William L. Clements Library
University of Michigan
Finding aid for
Andrew Knox Papers, 1862-1864
James S. Schoff Civil War CollectionFinding aid created by
Shannon Wait, March 2010
Andrew Knox papers
Knox, Andrew, b. 1835
The Andrew Knox papers are comprised of 6 letters from Andrew Knox, a lieutenant in the 1st Connecticut Volunteer Heavy Artillery, to his wife Sarah in Danbury, Connecticut.
The material is in English
William L. Clements Library, University of Michigan
909 S. University Ave.
The University of Michigan
Ann Arbor, MI 48109-1190
Web Site: www.clements.umich.edu
Access and Use
The collection is open for research.
Copyright status is unknown
Cataloging funded by the National Endowment for the Humanities (NEH) and the "We the People" project.
Andrew Knox Papers, James S. Schoff Civil War Collection, William L. Clements Library, The University of Michigan
The letters are arranged chronologically.
Andrew Knox was born in England in 1835, and settled in Danbury, Connecticut, sometime before 1860. In that year, he married an 18-year-old named Sarah. Knox was working as a painter when the Civil War broke out, and in April 1861, he was mustered into Company E, 1st Connecticut Volunteers, served his term of three months, and received an honorable discharge. He re-enlisted and was mustered into Company B, 1st Connecticut Volunteer Heavy Artillery on May 12, 1862, at the rank of second lieutenant, but was promoted to first lieutenant 11 days later.
Along with his regiment, Knox participated in the battles of Yorktown, Gaines’ Mill, Hanover Courthouse, Malvern Hill, Chancellorsville, and Gettysburg. He survived the war and returned to Danbury, where he continued to work as a painter. By 1880, James and Sarah had six children living at home.

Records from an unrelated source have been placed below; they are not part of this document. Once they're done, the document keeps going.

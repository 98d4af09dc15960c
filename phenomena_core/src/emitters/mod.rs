//! The built-in emitters, one per natural phenomenon.

mod coffee;
mod dust;
mod fire;
mod rain;
mod waterfall;

pub use coffee::CoffeeCeremony;
pub use dust::Dust;
pub use fire::Fire;
pub use rain::Rain;
pub use waterfall::Waterfall;

use crate::{Emitter, EmitterKind};

/// Boxed emitter with its default tuning.
pub fn default_emitter(kind: EmitterKind) -> Box<dyn Emitter> {
    match kind {
        EmitterKind::Rain => Box::new(Rain::default()),
        EmitterKind::Waterfall => Box::new(Waterfall::default()),
        EmitterKind::Fire => Box::new(Fire::default()),
        EmitterKind::Dust => Box::new(Dust::default()),
        EmitterKind::CoffeeCeremony => Box::new(CoffeeCeremony::default()),
    }
}

#[cfg(test)]
mod tests {
    use super::*;

    #[test]
    fn defaults_match_their_kind_and_validate() {
        for kind in EmitterKind::ALL {
            let emitter = default_emitter(kind);
            assert_eq!(emitter.kind(), kind);
            assert!(emitter.config().validate(emitter.name()).is_ok());
        }
    }
}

Collection Scope and Content Note
The Andrew Knox papers are comprised of six letters from Knox to his wife Sarah, written between July 31, 1862, and October 2, 1864. The letters convey rare and perceptive details about his locations and equipment, as well as deep affection for his wife and infant. In his letter of July 31, 1862, Knox described his pride in his regiment’s accomplishments after receiving accolades from Gen. George McClellan. In the next letter in the collection, dated August 3, 1864, and written from Union Headquarters in City Point, Virginia, Knox mentioned a nearby prison with 600 Confederate soldiers and a ride on a tugboat, on which he had “a pleasant little sail.”

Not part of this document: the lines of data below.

use glam::Vec3;

use crate::emitter::{angle, uniform, Emitter, EmitterConfig, EmitterKind, SimRng};
use crate::Particle;

/// Slow, long-lived dust drifting close to the ground.
#[derive(Clone, Debug)]
pub struct Dust {
    pub config: EmitterConfig,
}

impl Default for Dust {
    fn default() -> Self {
        Self {
            config: EmitterConfig {
                capacity: 600,
                origin: Vec3::new(0.0, 0.1, 0.0),
                jitter: Vec3::new(10.0, 0.1, 10.0),
                gravity: Vec3::new(0.0, 0.05, 0.0),
                spawn_interval: 0.01,
            },
        }
    }
}

impl Emitter for Dust {
    fn kind(&self) -> EmitterKind {
        EmitterKind::Dust
    }

    fn config(&self) -> &EmitterConfig {
        &self.config
    }

    fn spawn(&self, rng: &mut SimRng) -> Particle {
        let position = self.config.jittered_origin(rng, Vec3::ONE);
        let a = angle(rng);
        let speed = uniform(rng, 0.05, 0.2);
        let velocity = Vec3::new(speed * a.cos(), uniform(rng, -0.05, 0.1), speed * a.sin());
        let brightness = uniform(rng, 0.8, 1.0);
        let mut particle = Particle::new(position, uniform(rng, 0.2, 0.4), uniform(rng, 5.0, 10.0));
        particle.velocity = velocity;
        particle.color = Vec3::new(0.9, 0.7, 0.5) * brightness;
        particle
    }
}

Knox seemingly took a great interest in his equipment and wrote a detailed description of it for his wife: “The 13 inch mortar I have charge of is on a car made especially for it to be fired from. The mortar is a big thing. I weighs 17,185 # without the bed, and throws a shell when loaded weighing 230 #” (August 5, 1854).
Knox also speculated about strategy and future movements, as in his September 19, 1864, letter: “In regard to the expected battle down here, I do not think there will be any serious one for a long time unless the enemy makes the attack… My own observations lead me to think we will hold these lines for a long time. Many forts of a permanent nature are being made along the whole front. And the front lines are being retired in the rear of the forts in many places” (September 19, 1864).
- City Point (Hopewell, Va.)
- McClellan, George Brinton, 1826-1885.
- Military life.
- Petersburg (Va.)
- United States. Army. Connectituct artillery Regiment, 1st, 1862-1865.
- United States. Army--Military life.
- United States--History--Civil War, 1861-1865.
- United States--History--Civil War, 1861-1865--Equipment and supplies.
Additional Descriptive Data
The Clements Library also owns the Levi Downs papers. Mr. Downs also served in the Connecticut Artillery, 1st Regiment.
The Gilder Lehrman Institute of American History in New York City also holds papers of Andrew Knox.
Bennett, E. B. First Connecticut Heavy Artillery: Historical Sketch and Present Addresses of Members. Hartford, Conn: Star printing co, 1889.
McNamar, J. B. Official Souvenir And Program of Monument First Connecticut Heavy Artillery And Dedicatory Exercises Held On State Capitol Grounds, Hartford, Conn., September 25, 1902: As a Memorial to the Three Thousand Eight Hundred And Two Brave, Loyal, And Patriotic Citizens, Who Enrolled Under "Old Glory" And Gallantly Fought for Maintaining Its Honor And Dignity to a Crowning Victory From 1861-1865. Hartford, Conn: R.S. Peck & Co., printers and engravers, 1903.
Taylor, John C. History of the First Connecticut Artillery And of the Siege Trains of the Armies Operating Against Richmond 1862-1865. Hartford, Conn.: Press of the Case, Lockwood & Brainard company, 1893.
Walker, Edward Ashley. Our First Year of Army Life: An Anniversary Address, Delivered to the First Regiment of Connecticut Volunteer Heavy Artillery, At Their Camp Near Gaines' Mills, Va., June, 1862. New Haven: T.H. Pease, 1862.